Quali vicende segnarono il suo lungo regno?
Federico II di Svevia fu di fatto l’ultimo imperatore del Medioevo. In questo modo lo caratterizza anche Dante, che nel Convivio lo definisce appunto l’«ultimo imperadore delli Romani». In verità, altri furono designati a questa sublime funzione, ma nessuno ebbe la sua stessa altissima consapevolezza: una consapevolezza che dimostrò costantemente. Nel 1224 fondò la prima università “pubblica” della storia: quella di Napoli, che ora porta il nome del suo fondatore. Nel 1228-1229 portò a termine una crociata “diplomatica”, con la quale, senza spargimento di sangue, dopo molti decenni fu consentito ai Cristiani di potersi recare a Gerusalemme e in Terra Santa: un evento straordinario, che fu celebrato pubblicamente come un miracolo divino.
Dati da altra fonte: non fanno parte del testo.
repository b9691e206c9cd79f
mod common;
use crate::infra::AppState;
use axum::http::{header, StatusCode};
use axum::response::IntoResponse;
use axum::routing::get;
use axum::{Extension, Json, Router};
use property_search::accommodations::{
    accommodation_router, AccommodationMapper, AccommodationRepository, AccommodationService,
    UserLookup,
};
use property_search::identity::{identity_router, IdentityService, UserAccountRepository};
use serde_json::json;
use std::sync::atomic::Ordering;
use std::sync::Arc;
use tokio_util::sync::CancellationToken;

/// Identity and accommodation routes plus the operational endpoints.
pub(crate) fn application_routes<R, S, U, M>(
    identity: Arc<IdentityService<R>>,
    accommodations: Arc<AccommodationService<S, U, M>>,
    shutdown: CancellationToken,
) -> Router
where
    R: UserAccountRepository + 'static,
    S: AccommodationRepository + 'static,
    U: UserLookup + 'static,
    M: AccommodationMapper + 'static,
{
    let sessions = identity.sessions();

    identity_router(identity)
        .merge(accommodation_router(accommodations, sessions, shutdown))
        .route("/health", get(healthcheck))
        .route("/ready", get(readiness_endpoint))
        .route("/metrics", get(metrics_endpoint))
}

pub(crate) async fn healthcheck() -> Json<serde_json::Value> {
    Json(json!({ "status": "ok" }))
}

pub(crate) async fn readiness_endpoint(Extension(state): Extension<AppState>) -> impl IntoResponse {
    if state.readiness.load(Ordering::Relaxed) {
        (StatusCode::OK, Json(json!({ "status": "ready" })))
    } else {
        (
            StatusCode::SERVICE_UNAVAILABLE,
            Json(json!({ "status": "initializing" })),
        )
    }
}

pub(crate) async fn metrics_endpoint(Extension(state): Extension<AppState>) -> impl IntoResponse {
    (
        StatusCode::OK,
        [(header::CONTENT_TYPE, "text/plain; version=0.0.4")],
        state.metrics.render(),
    )
}
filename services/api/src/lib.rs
mod cli;
mod infra;
mod routes;
mod server;

use property_search::error::AppError;

pub async fn run() -> Result<(), AppError> {
    cli::run().await
}
use serde::{Deserialize, Serialize};

use crate::accommodations::{User, UserId};

pub const MIN_PASSWORD_LENGTH: usize = 6;

/// Stored account. `password_hash` is a PHC string and never leaves the service.
#[derive(Debug, Clone, PartialEq, Eq)]
pub struct UserAccount {
    pub id: UserId,
    pub username: String,
    pub password_hash: String,
    pub is_landlord: bool,
}

impl UserAccount {
    /// Authorization view of the account, without accommodations loaded.
    pub fn as_user(&self) -> User {
        User {
            id: self.id,
            is_landlord: self.is_landlord,
            accommodations: Default::default(),
        }
    }
}

/// Public projection of an account.
#[derive(Debug, Clone, PartialEq, Eq, Serialize)]
pub struct AccountView {
    pub id: UserId,
    pub username: String,
    pub is_landlord: bool,
}

impl From<&UserAccount> for AccountView {
    fn from(account: &UserAccount) -> Self {
        Self {
            id: account.id,
            username: account.username.clone(),
            is_landlord: account.is_landlord,
        }
    }
}

#[derive(Debug, Clone, Deserialize)]
pub struct LoginForm {
    #[serde(default)]
    pub username: String,
    #[serde(default)]
    pub password: String,
}

impl LoginForm {
    pub fn errors(&self) -> Vec<String> {
        let mut errors = Vec::new();
        if self.username.trim().is_empty() {
            errors.push("The Username field is required.".to_string());
        }
        if self.password.is_empty() {
            errors.push("The Password field is required.".to_string());
        }
        errors
    }
}

#[derive(Debug, Clone, Deserialize)]
pub struct RegistrationForm {
    #[serde(default)]
    pub username: String,
    #[serde(default)]
    pub password: String,
    #[serde(default)]
    pub confirm_password: String,
    #[serde(default)]
    pub is_landlord: bool,
}

impl RegistrationForm {
    pub fn errors(&self) -> Vec<String> {
        let mut errors = Vec::new();
        if self.username.trim().is_empty() {
            errors.push("The Username field is required.".to_string());
        }
        if self.password.is_empty() {
            errors.push("The Password field is required.".to_string());
        } else if self.password.chars().count() < MIN_PASSWORD_LENGTH {
            errors.push(format!(
                "The Password must be at least {MIN_PASSWORD_LENGTH} characters long."
            ));
        }
        if self.password != self.confirm_password {
            errors.push("The password and confirmation password do not match.".to_string());
        }
        errors
    }
}
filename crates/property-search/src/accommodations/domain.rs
use std::collections::BTreeSet;
use std::fmt;

use serde::{Deserialize, Serialize};
use uuid::Uuid;

/// Identifier wrapper for accommodation listings.
#[derive(Debug, Clone, Copy, PartialEq, Eq, PartialOrd, Ord, Hash, Serialize, Deserialize)]
#[serde(transparent)]
pub struct AccommodationId(pub Uuid);

impl AccommodationId {
    pub fn new() -> Self {
        Self(Uuid::new_v4())
    }
}

impl Default for AccommodationId {
    fn default() -> Self {
        Self::new()
    }
}

impl fmt::Display for AccommodationId {
    fn fmt(&self, f: &mut fmt::Formatter<'_>) -> fmt::Result {
        self.0.fmt(f)
    }
}

/// Identifier wrapper for registered users, landlords and renters alike.
#[derive(Debug, Clone, Copy, PartialEq, Eq, PartialOrd, Ord, Hash, Serialize, Deserialize)]
#[serde(transparent)]
pub struct UserId(pub Uuid);

impl UserId {
    pub fn new() -> Self {
        Self(Uuid::new_v4())
    }
}

impl Default for UserId {
    fn default() -> Self {
        Self::new()
    }
}

impl fmt::Display for UserId {
    fn fmt(&self, f: &mut fmt::Formatter<'_>) -> fmt::Result {
        self.0.fmt(f)
    }
}

/// Accommodation offer as submitted by a landlord.
///
/// Prices stay signed so malformed submissions can be represented and rejected by
/// [`super::validation::validate_accommodation`] rather than at deserialization.
#[derive(Debug, Clone, PartialEq, Eq, Serialize, Deserialize)]
pub struct Accommodation {
    pub id: AccommodationId,
    pub title: String,
    pub description: String,
    pub user_id: UserId,
    pub price: i32,
}

/// Storage-facing shape of an accommodation.
#[derive(Debug, Clone, PartialEq, Eq, Serialize, Deserialize)]
pub struct AccommodationRecord {
    pub id: AccommodationId,
    pub title: String,
    pub description: String,
    pub user_id: UserId,
    pub price: i32,
}

/// User as seen by the authorization checks.
///
/// `accommodations` is only populated by
/// [`super::repository::UserLookup::get_by_id_with_accommodations`]; the plain lookup leaves it
/// empty.
#[derive(Debug, Clone, PartialEq, Eq, Default)]
pub struct User {
    pub id: UserId,
    pub is_landlord: bool,
    pub accommodations: BTreeSet<AccommodationId>,
}

impl User {
    pub fn owns(&self, accommodation_id: &AccommodationId) -> bool {
        self.accommodations.contains(accommodation_id)
    }
}
//! Accommodation listings for landlords and renters.
//!
//! Landlords publish and maintain accommodation offers; renters browse them. Every mutation is
//! gated by the [`accommodations::UserValidator`] role and ownership checks before it reaches
//! storage, and accounts are managed through [`identity::IdentityService`].

pub mod accommodations;
pub mod config;
pub mod error;
pub mod identity;
pub mod telemetry;
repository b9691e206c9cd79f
//! Accommodation listings and the landlord authorization rules guarding them.
//!
//! Mutations run a fixed pipeline: shape validation, user existence, landlord role, ownership
//! (update and delete only), then a single storage call. Any failing step short-circuits before
//! storage is touched.

pub mod domain;
pub mod error;
pub mod mapper;
pub mod repository;
pub mod router;
pub mod service;
pub mod user_validator;
pub mod validation;

#[cfg(test)]
mod tests;

pub use domain::{Accommodation, AccommodationId, AccommodationRecord, User, UserId};
pub use error::{AccommodationServiceError, UserValidationError};
pub use mapper::{AccommodationMapper, RecordMapper};
pub use repository::{AccommodationRepository, RepositoryError, UserLookup};
pub use router::{accommodation_router, AccommodationForm};
pub use service::AccommodationService;
pub use user_validator::{LookupScope, UserValidator};
pub use validation::{validate_accommodation, AccommodationValidationError, FieldError};
use crate::server;
use clap::{Args, Parser, Subcommand};
use property_search::error::AppError;

#[derive(Parser, Debug)]
#[command(
    name = "Property Search",
    about = "Serve accommodation listings for landlords and renters",
    version
)]
struct Cli {
    #[command(subcommand)]
    command: Option<Command>,
}

#[derive(Subcommand, Debug)]
enum Command {
    /// Start the HTTP service (default command)
    Serve(ServeArgs),
}

#[derive(Args, Debug, Default)]
pub(crate) struct ServeArgs {
    /// Override the configured host for the HTTP server
    #[arg(long)]
    pub(crate) host: Option<String>,
    /// Override the configured port for the HTTP server
    #[arg(long)]
    pub(crate) port: Option<u16>,
}

pub(crate) async fn run() -> Result<(), AppError> {
    let cli = Cli::parse();
    let command = cli
        .command
        .unwrap_or_else(|| Command::Serve(ServeArgs::default()));

    match command {
        Command::Serve(args) => server::run(args).await,
    }
}
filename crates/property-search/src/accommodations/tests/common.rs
use std::collections::{BTreeSet, HashMap};
use std::sync::{Arc, Mutex};

use async_trait::async_trait;
use axum::response::Response;
use chrono::Duration;
use serde_json::Value;
use tokio_util::sync::CancellationToken;
use uuid::Uuid;

use crate::accommodations::domain::{
    Accommodation, AccommodationId, AccommodationRecord, User, UserId,
};
use crate::accommodations::repository::{AccommodationRepository, RepositoryError, UserLookup};
use crate::accommodations::{accommodation_router, AccommodationService};
use crate::identity::session::SessionStore;

pub(super) const ACCOMMODATION_ID: &str = "0f8fad5b-d9cb-469f-a165-70867728950e";
pub(super) const USER_ID: &str = "7c9e6679-7425-40de-944b-e07fc1f90ae7";

pub(super) fn fixed_ids() -> (AccommodationId, UserId) {
    (
        AccommodationId(Uuid::parse_str(ACCOMMODATION_ID).expect("valid uuid")),
        UserId(Uuid::parse_str(USER_ID).expect("valid uuid")),
    )
}

pub(super) fn accommodation(
    id: AccommodationId,
    user_id: UserId,
    title: &str,
    description: &str,
    price: i32,
) -> Accommodation {
    Accommodation {
        id,
        title: title.to_string(),
        description: description.to_string(),
        user_id,
        price,
    }
}

pub(super) fn landlord(id: UserId, owned: &[AccommodationId]) -> User {
    User {
        id,
        is_landlord: true,
        accommodations: owned.iter().copied().collect(),
    }
}

pub(super) fn renter(id: UserId, owned: &[AccommodationId]) -> User {
    User {
        id,
        is_landlord: false,
        accommodations: owned.iter().copied().collect(),
    }
}

/// Storage call captured by [`MemoryStorage`].
#[derive(Debug, Clone, PartialEq, Eq)]
pub(super) enum StorageCall {
    Create(AccommodationRecord),
    Update(AccommodationRecord),
    Delete(AccommodationId),
}

#[derive(Clone)]
pub(super) struct MemoryStorage {
    records: Arc<Mutex<HashMap<AccommodationId, AccommodationRecord>>>,
    calls: Arc<Mutex<Vec<StorageCall>>>,
    outcome: bool,
}

impl Default for MemoryStorage {
    fn default() -> Self {
        Self::returning(true)
    }
}

impl MemoryStorage {
    pub(super) fn returning(outcome: bool) -> Self {
        Self {
            records: Arc::default(),
            calls: Arc::default(),
            outcome,
        }
    }

    pub(super) fn seed(&self, record: AccommodationRecord) {
        self.records
            .lock()
            .expect("storage mutex poisoned")
            .insert(record.id, record);
    }

    pub(super) fn calls(&self) -> Vec<StorageCall> {
        self.calls.lock().expect("calls mutex poisoned").clone()
    }

    fn record_call(&self, call: StorageCall) {
        self.calls.lock().expect("calls mutex poisoned").push(call);
    }
}

#[async_trait]
impl AccommodationRepository for MemoryStorage {
    async fn create(
        &self,
        record: AccommodationRecord,
        cancel: &CancellationToken,
    ) -> Result<bool, RepositoryError> {
        if cancel.is_cancelled() {
            return Err(RepositoryError::Cancelled);
        }
        self.record_call(StorageCall::Create(record.clone()));
        if self.outcome {
            self.seed(record);
        }
        Ok(self.outcome)
    }

    async fn update(
        &self,
        record: AccommodationRecord,
        cancel: &CancellationToken,
    ) -> Result<bool, RepositoryError> {
        if cancel.is_cancelled() {
            return Err(RepositoryError::Cancelled);
        }
        self.record_call(StorageCall::Update(record.clone()));
        if self.outcome {
            self.seed(record);
        }
        Ok(self.outcome)
    }

    async fn delete(
        &self,
        id: AccommodationId,
        cancel: &CancellationToken,
    ) -> Result<bool, RepositoryError> {
        if cancel.is_cancelled() {
            return Err(RepositoryError::Cancelled);
        }
        self.record_call(StorageCall::Delete(id));
        if self.outcome {
            self.records
                .lock()
                .expect("storage mutex poisoned")
                .remove(&id);
        }
        Ok(self.outcome)
    }

    async fn fetch(
        &self,
        id: AccommodationId,
        _cancel: &CancellationToken,
    ) -> Result<Option<AccommodationRecord>, RepositoryError> {
        let guard = self.records.lock().expect("storage mutex poisoned");
        Ok(guard.get(&id).cloned())
    }

    async fn list(
        &self,
        _cancel: &CancellationToken,
    ) -> Result<Vec<AccommodationRecord>, RepositoryError> {
        let guard = self.records.lock().expect("storage mutex poisoned");
        let mut records: Vec<_> = guard.values().cloned().collect();
        records.sort_by(|left, right| left.title.cmp(&right.title));
        Ok(records)
    }
}

/// Which lookup variant the service used.
#[derive(Debug, Clone, Copy, PartialEq, Eq)]
pub(super) enum LookupCall {
    UserOnly(UserId),
    WithAccommodations(UserId),
}

#[derive(Default, Clone)]
pub(super) struct MemoryUsers {
    users: Arc<Mutex<HashMap<UserId, User>>>,
    lookups: Arc<Mutex<Vec<LookupCall>>>,
}

impl MemoryUsers {
    pub(super) fn with_user(user: User) -> Self {
        let users = Self::default();
        users.insert(user);
        users
    }

    pub(super) fn insert(&self, user: User) {
        self.users
            .lock()
            .expect("users mutex poisoned")
            .insert(user.id, user);
    }

    pub(super) fn lookups(&self) -> Vec<LookupCall> {
        self.lookups.lock().expect("lookups mutex poisoned").clone()
    }
}

#[async_trait]
impl UserLookup for MemoryUsers {
    async fn get_by_id(&self, id: UserId) -> Result<Option<User>, RepositoryError> {
        self.lookups
            .lock()
            .expect("lookups mutex poisoned")
            .push(LookupCall::UserOnly(id));
        let guard = self.users.lock().expect("users mutex poisoned");
        Ok(guard.get(&id).map(|user| User {
            accommodations: BTreeSet::new(),
            ..user.clone()
        }))
    }

    async fn get_by_id_with_accommodations(
        &self,
        id: UserId,
    ) -> Result<Option<User>, RepositoryError> {
        self.lookups
            .lock()
            .expect("lookups mutex poisoned")
            .push(LookupCall::WithAccommodations(id));
        let guard = self.users.lock().expect("users mutex poisoned");
        Ok(guard.get(&id).cloned())
    }
}

pub(super) struct UnavailableUsers;

#[async_trait]
impl UserLookup for UnavailableUsers {
    async fn get_by_id(&self, _id: UserId) -> Result<Option<User>, RepositoryError> {
        Err(RepositoryError::Unavailable("directory offline".to_string()))
    }

    async fn get_by_id_with_accommodations(
        &self,
        _id: UserId,
    ) -> Result<Option<User>, RepositoryError> {
        Err(RepositoryError::Unavailable("directory offline".to_string()))
    }
}

pub(super) fn build_service(
    user: User,
) -> (
    AccommodationService<MemoryStorage, MemoryUsers>,
    MemoryStorage,
    MemoryUsers,
) {
    let storage = MemoryStorage::default();
    let users = MemoryUsers::with_user(user);
    let service = AccommodationService::new(Arc::new(storage.clone()), Arc::new(users.clone()));
    (service, storage, users)
}

pub(super) fn build_router(
    service: AccommodationService<MemoryStorage, MemoryUsers>,
) -> (axum::Router, Arc<SessionStore>) {
    let sessions = Arc::new(SessionStore::new(Duration::minutes(30)));
    let router = accommodation_router(
        Arc::new(service),
        Arc::clone(&sessions),
        CancellationToken::new(),
    );
    (router, sessions)
}

pub(super) async fn read_json_body(response: Response) -> Value {
    let body = axum::body::to_bytes(response.into_body(), 64 * 1024)
        .await
        .expect("read body");
    serde_json::from_slice(&body).expect("json payload")
}
use std::sync::Arc;

use argon2::Argon2;
use password_hash::rand_core::OsRng;
use password_hash::{PasswordHash, PasswordHasher, PasswordVerifier, SaltString};
use tracing::{info, warn};

use super::domain::{AccountView, LoginForm, RegistrationForm, UserAccount};
use super::repository::UserAccountRepository;
use super::session::{Session, SessionStore};
use crate::accommodations::{RepositoryError, UserId};

const INVALID_CREDENTIALS: &str = "Invalid username or password";

/// Registration, login and sign-out over an account repository and session store.
pub struct IdentityService<R> {
    accounts: Arc<R>,
    sessions: Arc<SessionStore>,
    hasher: Argon2<'static>,
    // Verified against when the username is unknown so both refusals cost one argon2 run.
    decoy_hash: Option<String>,
}

impl<R> IdentityService<R>
where
    R: UserAccountRepository + 'static,
{
    pub fn new(accounts: Arc<R>, sessions: Arc<SessionStore>) -> Self {
        Self::with_hasher(accounts, sessions, Argon2::default())
    }

    pub fn with_hasher(
        accounts: Arc<R>,
        sessions: Arc<SessionStore>,
        hasher: Argon2<'static>,
    ) -> Self {
        let salt = SaltString::generate(&mut OsRng);
        let decoy_hash = hasher
            .hash_password(b"decoy password", &salt)
            .map(|hash| hash.to_string())
            .ok();
        Self {
            accounts,
            sessions,
            hasher,
            decoy_hash,
        }
    }

    pub fn sessions(&self) -> Arc<SessionStore> {
        Arc::clone(&self.sessions)
    }

    /// Create an account after form validation and a duplicate-username check.
    pub async fn register(&self, form: RegistrationForm) -> Result<AccountView, IdentityError> {
        let errors = form.errors();
        if !errors.is_empty() {
            return Err(IdentityError::Authorization { errors });
        }

        let username = form.username.trim().to_string();
        if self.accounts.find_by_username(&username).await?.is_some() {
            return Err(username_taken(&username));
        }

        let salt = SaltString::generate(&mut OsRng);
        let password_hash = self
            .hasher
            .hash_password(form.password.as_bytes(), &salt)
            .map_err(|err| IdentityError::Hashing(err.to_string()))?
            .to_string();

        let account = UserAccount {
            id: UserId::new(),
            username,
            password_hash,
            is_landlord: form.is_landlord,
        };
        let view = AccountView::from(&account);

        match self.accounts.insert(account).await {
            Ok(()) => {}
            Err(RepositoryError::Conflict) => return Err(username_taken(&view.username)),
            Err(other) => return Err(other.into()),
        }

        info!(user_id = %view.id, landlord = view.is_landlord, "account registered");
        Ok(view)
    }

    /// Verify credentials and open a session.
    pub async fn login(&self, form: LoginForm) -> Result<Session, IdentityError> {
        let errors = form.errors();
        if !errors.is_empty() {
            return Err(IdentityError::Authorization { errors });
        }

        let Some(account) = self.accounts.find_by_username(form.username.trim()).await? else {
            self.verify_decoy(&form.password);
            warn!("login attempted for unknown username");
            return Err(invalid_credentials());
        };

        let parsed = PasswordHash::new(&account.password_hash)
            .map_err(|err| IdentityError::Hashing(err.to_string()))?;
        if self
            .hasher
            .verify_password(form.password.as_bytes(), &parsed)
            .is_err()
        {
            warn!(user_id = %account.id, "login rejected: wrong password");
            return Err(invalid_credentials());
        }

        let session = self.sessions.issue(account.id);
        info!(user_id = %account.id, expires_at = %session.expires_at, "session opened");
        Ok(session)
    }

    /// Close a session. Unknown tokens are ignored.
    pub fn sign_out(&self, token: &str) -> bool {
        let revoked = self.sessions.revoke(token);
        if revoked {
            info!("session closed");
        }
        revoked
    }

    pub fn authenticate(&self, token: &str) -> Option<UserId> {
        self.sessions.resolve(token)
    }

    /// Account behind a live session.
    pub async fn current_account(
        &self,
        token: &str,
    ) -> Result<Option<AccountView>, IdentityError> {
        let Some(user_id) = self.authenticate(token) else {
            return Ok(None);
        };
        let account = self.accounts.find_by_id(user_id).await?;
        Ok(account.as_ref().map(AccountView::from))
    }
}

impl<R> IdentityService<R> {
    /// Run the same argon2 verification a known user would get; the outcome is discarded.
    pub(crate) fn verify_decoy(&self, password: &str) -> bool {
        let Some(parsed) = self
            .decoy_hash
            .as_deref()
            .and_then(|hash| PasswordHash::new(hash).ok())
        else {
            return false;
        };
        self.hasher
            .verify_password(password.as_bytes(), &parsed)
            .is_ok()
    }
}

fn username_taken(username: &str) -> IdentityError {
    IdentityError::Authorization {
        errors: vec![format!("Username '{username}' is already taken.")],
    }
}

fn invalid_credentials() -> IdentityError {
    IdentityError::Authorization {
        errors: vec![INVALID_CREDENTIALS.to_string()],
    }
}

/// Error raised by the identity service.
#[derive(Debug, thiserror::Error)]
pub enum IdentityError {
    /// Problems the user can correct; surfaced as form errors.
    #[error("{}", .errors.join("; "))]
    Authorization { errors: Vec<String> },
    #[error(transparent)]
    Repository(#[from] RepositoryError),
    #[error("password hashing failed: {0}")]
    Hashing(String),
}

impl IdentityError {
    pub fn errors(&self) -> Option<&[String]> {
        match self {
            IdentityError::Authorization { errors } => Some(errors.as_slice()),
            _ => None,
        }
    }
}
use std::fmt;

use serde::Serialize;

use super::domain::Accommodation;

/// A single rejected field of an accommodation submission.
#[derive(Debug, Clone, PartialEq, Eq, Serialize)]
pub struct FieldError {
    pub field: &'static str,
    pub message: String,
}

impl FieldError {
    fn new(field: &'static str, message: impl Into<String>) -> Self {
        Self {
            field,
            message: message.into(),
        }
    }
}

impl fmt::Display for FieldError {
    fn fmt(&self, f: &mut fmt::Formatter<'_>) -> fmt::Result {
        write!(f, "{}: {}", self.field, self.message)
    }
}

/// Malformed accommodation input. Always carries at least one field error.
#[derive(Debug, Clone, PartialEq, Eq, thiserror::Error)]
#[error("accommodation submission is invalid: {}", join_errors(.errors))]
pub struct AccommodationValidationError {
    errors: Vec<FieldError>,
}

impl AccommodationValidationError {
    pub fn errors(&self) -> &[FieldError] {
        &self.errors
    }

    /// Flattened messages suitable for form-style error lists.
    pub fn messages(&self) -> Vec<String> {
        self.errors.iter().map(ToString::to_string).collect()
    }
}

fn join_errors(errors: &[FieldError]) -> String {
    errors
        .iter()
        .map(ToString::to_string)
        .collect::<Vec<_>>()
        .join("; ")
}

/// Check the shape of a submission, collecting every failing field rather than the first.
pub fn validate_accommodation(
    accommodation: &Accommodation,
) -> Result<(), AccommodationValidationError> {
    let mut errors = Vec::new();

    if accommodation.title.trim().is_empty() {
        errors.push(FieldError::new("title", "must not be empty"));
    }
    if accommodation.description.trim().is_empty() {
        errors.push(FieldError::new("description", "must not be empty"));
    }
    if accommodation.price < 0 {
        errors.push(FieldError::new(
            "price",
            format!("must be greater than or equal to 0 (found {})", accommodation.price),
        ));
    }

    if errors.is_empty() {
        Ok(())
    } else {
        Err(AccommodationValidationError { errors })
    }
}
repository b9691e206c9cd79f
use super::domain::UserId;
use super::repository::RepositoryError;
use super::validation::AccommodationValidationError;

/// Why a resolved user may not act on an accommodation.
#[derive(Debug, Clone, Copy, PartialEq, Eq, thiserror::Error)]
pub enum UserValidationError {
    #[error("Regular user does not have access to accommodation offers")]
    NotLandlord,
    #[error("Given user has no access to this accommodation")]
    NoAccess,
}

/// Error raised by the accommodation service and the user validator.
#[derive(Debug, thiserror::Error)]
pub enum AccommodationServiceError {
    #[error(transparent)]
    Validation(#[from] AccommodationValidationError),
    #[error("user {0} was not found")]
    UserNotFound(UserId),
    #[error(transparent)]
    UserValidation(#[from] UserValidationError),
    #[error(transparent)]
    Repository(#[from] RepositoryError),
}
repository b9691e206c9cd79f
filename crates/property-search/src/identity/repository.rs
use async_trait::async_trait;

use super::domain::UserAccount;
use crate::accommodations::{RepositoryError, UserId};

/// Account storage used by registration and login.
///
/// `insert` reports [`RepositoryError::Conflict`] when the username is already taken.
#[async_trait]
pub trait UserAccountRepository: Send + Sync {
    async fn insert(&self, account: UserAccount) -> Result<(), RepositoryError>;
    async fn find_by_username(&self, username: &str)
        -> Result<Option<UserAccount>, RepositoryError>;
    async fn find_by_id(&self, id: UserId) -> Result<Option<UserAccount>, RepositoryError>;
}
Fu il primo, dall’età di Giustiniano, a organizzare e pubblicare un corpus sistematico di leggi (le Costituzioni melfitane del 1231), prevedendo norme che avrebbero avuto effetti fino all’età di Napoleone. La cosa stupefacente, però, è che gran parte delle sue imprese più eccezionali furono da lui compiute mentre era scomunicato: la scomunica a quel tempo era uno strumento usato dalla Chiesa contro chi si opponeva alla sua supremazia politica, e andava aldilà della fede religiosa. Contro Federico II fu lanciata la scomunica almeno due volte; nel 1245, poi, venne anche deposto dalla carica imperiale.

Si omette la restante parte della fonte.